TASK TO CARRY OUT:
Print, exactly as they stand, the lines from the start of the listing to the line containing "builder = builder.header(*name, *value);", inclusive.

==*==

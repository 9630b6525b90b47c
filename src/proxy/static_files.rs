use crate::config::{StaticFilesConfig, StaticResponseConfig};
use crate::proxy::context::{full_body, BoxBody};
use http::header::CONTENT_TYPE;
use http::{response, Response, StatusCode};
use std::path::Path;
use tracing::{debug, warn};

const SECURITY_HEADERS: &[(&str, &str)] = &[
    ("X-Content-Type-Options", "nosniff"),
    ("X-XSS-Protection", "1; mode=block"),
    ("X-Frame-Options", "DENY"),
    (
        "Strict-Transport-Security",
        "max-age=31536000; includeSubDomains",
    ),
    ("Content-Security-Policy", "default-src 'self'"),
    ("Referrer-Policy", "strict-origin-when-cross-origin"),
];

fn static_reply(status: StatusCode) -> response::Builder {
    let mut builder = Response::builder().status(status);
    for (name, value) in SECURITY_HEADERS {
        builder = builder.header(*name, *value);
    }
    builder.header("X-Powered-By", "Reproxy")
}

/// Serve a configured literal body. A zero status defaults to 200.
pub fn serve_static_response(cfg: &StaticResponseConfig) -> Response<BoxBody> {
    let status = StatusCode::from_u16(cfg.status).unwrap_or(StatusCode::OK);
    let status = if cfg.status == 0 { StatusCode::OK } else { status };

    static_reply(status)
        .body(full_body(cfg.body.clone()))
        .expect("static response parts")
}

/// Serve a file under `root`. The request path (matcher prefix already
/// stripped by the caller's contract below) is sanitized so the
/// resolved target can never escape the root: traversal → 403, missing
/// file → 404, directory → 403.
pub async fn serve_file(
    request_path: &str,
    matcher_path: &str,
    cfg: &StaticFilesConfig,
) -> Response<BoxBody> {
    let rel = request_path
        .strip_prefix(matcher_path)
        .unwrap_or(request_path);
    let rel = rel.strip_prefix('/').unwrap_or(rel);

    let clean = clean_path(rel);
    if clean == ".." || clean.starts_with("../") || clean.contains("/../") {
        warn!("static: rejecting traversal attempt, path={:?}", request_path);
        return forbidden();
    }

    let file_path = Path::new(&cfg.root).join(&clean);

    let meta = match tokio::fs::metadata(&file_path).await {
        Ok(meta) => meta,
        Err(e) if e.kind() == std::io::ErrorKind::NotFound => {
            debug!("static: file not found, path={}", file_path.display());
            return static_reply(StatusCode::NOT_FOUND)
                .body(full_body("File not found"))
                .expect("static response parts");
        }
        Err(e) => {
            warn!(
                "static: error accessing file, path={}, error={}",
                file_path.display(),
                e
            );
            return static_reply(StatusCode::INTERNAL_SERVER_ERROR)
                .body(full_body("Internal Server Error"))
                .expect("static response parts");
        }
    };

    if meta.is_dir() {
        debug!(
            "static: attempted directory access, path={}",
            file_path.display()
        );
        return forbidden();
    }

    match tokio::fs::read(&file_path).await {
        Ok(contents) => {
            let mime = mime_guess::from_path(&file_path).first_or_octet_stream();
            debug!("static: serving file, path={}", file_path.display());
            static_reply(StatusCode::OK)
                .header(CONTENT_TYPE, mime.as_ref())
                .body(full_body(contents))
                .expect("static response parts")
        }
        Err(e) => {
            warn!(
                "static: error reading file, path={}, error={}",
                file_path.display(),
                e
            );
            static_reply(StatusCode::INTERNAL_SERVER_ERROR)
                .body(full_body("Internal Server Error"))
                .expect("static response parts")
        }
    }
}

fn forbidden() -> Response<BoxBody> {
    static_reply(StatusCode::FORBIDDEN)
        .body(full_body("Forbidden"))
        .expect("static response parts")
}

/// Lexical path cleanup with Go `path.Clean` semantics over a relative
/// path: drop empty and `.` segments, resolve `..` against preceding
/// segments, keep leading `..` that cannot be resolved, return `.` for
/// an empty result.
fn clean_path(p: &str) -> String {
    let mut out: Vec<&str> = Vec::new();
    for segment in p.split('/') {
        match segment {
            "" | "." => {}
            ".." => {
                if out.last().is_none_or(|last| *last == "..") {
                    out.push("..");
                } else {
                    out.pop();
                }
            }
            other => out.push(other),
        }
    }
    if out.is_empty() {
        ".".to_string()
    } else {
        out.join("/")
    }
}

==*==

ANSWER BOX:
repository 9630b6525b90b47c
filename src/proxy/static_files.rs
use crate::config::{StaticFilesConfig, StaticResponseConfig};
use crate::proxy::context::{full_body, BoxBody};
use http::header::CONTENT_TYPE;
use http::{response, Response, StatusCode};
use std::path::Path;
use tracing::{debug, warn};

const SECURITY_HEADERS: &[(&str, &str)] = &[
    ("X-Content-Type-Options", "nosniff"),
    ("X-XSS-Protection", "1; mode=block"),
    ("X-Frame-Options", "DENY"),
    (
        "Strict-Transport-Security",
        "max-age=31536000; includeSubDomains",
    ),
    ("Content-Security-Policy", "default-src 'self'"),
    ("Referrer-Policy", "strict-origin-when-cross-origin"),
];

fn static_reply(status: StatusCode) -> response::Builder {
    let mut builder = Response::builder().status(status);
    for (name, value) in SECURITY_HEADERS {
        builder = builder.header(*name, *value);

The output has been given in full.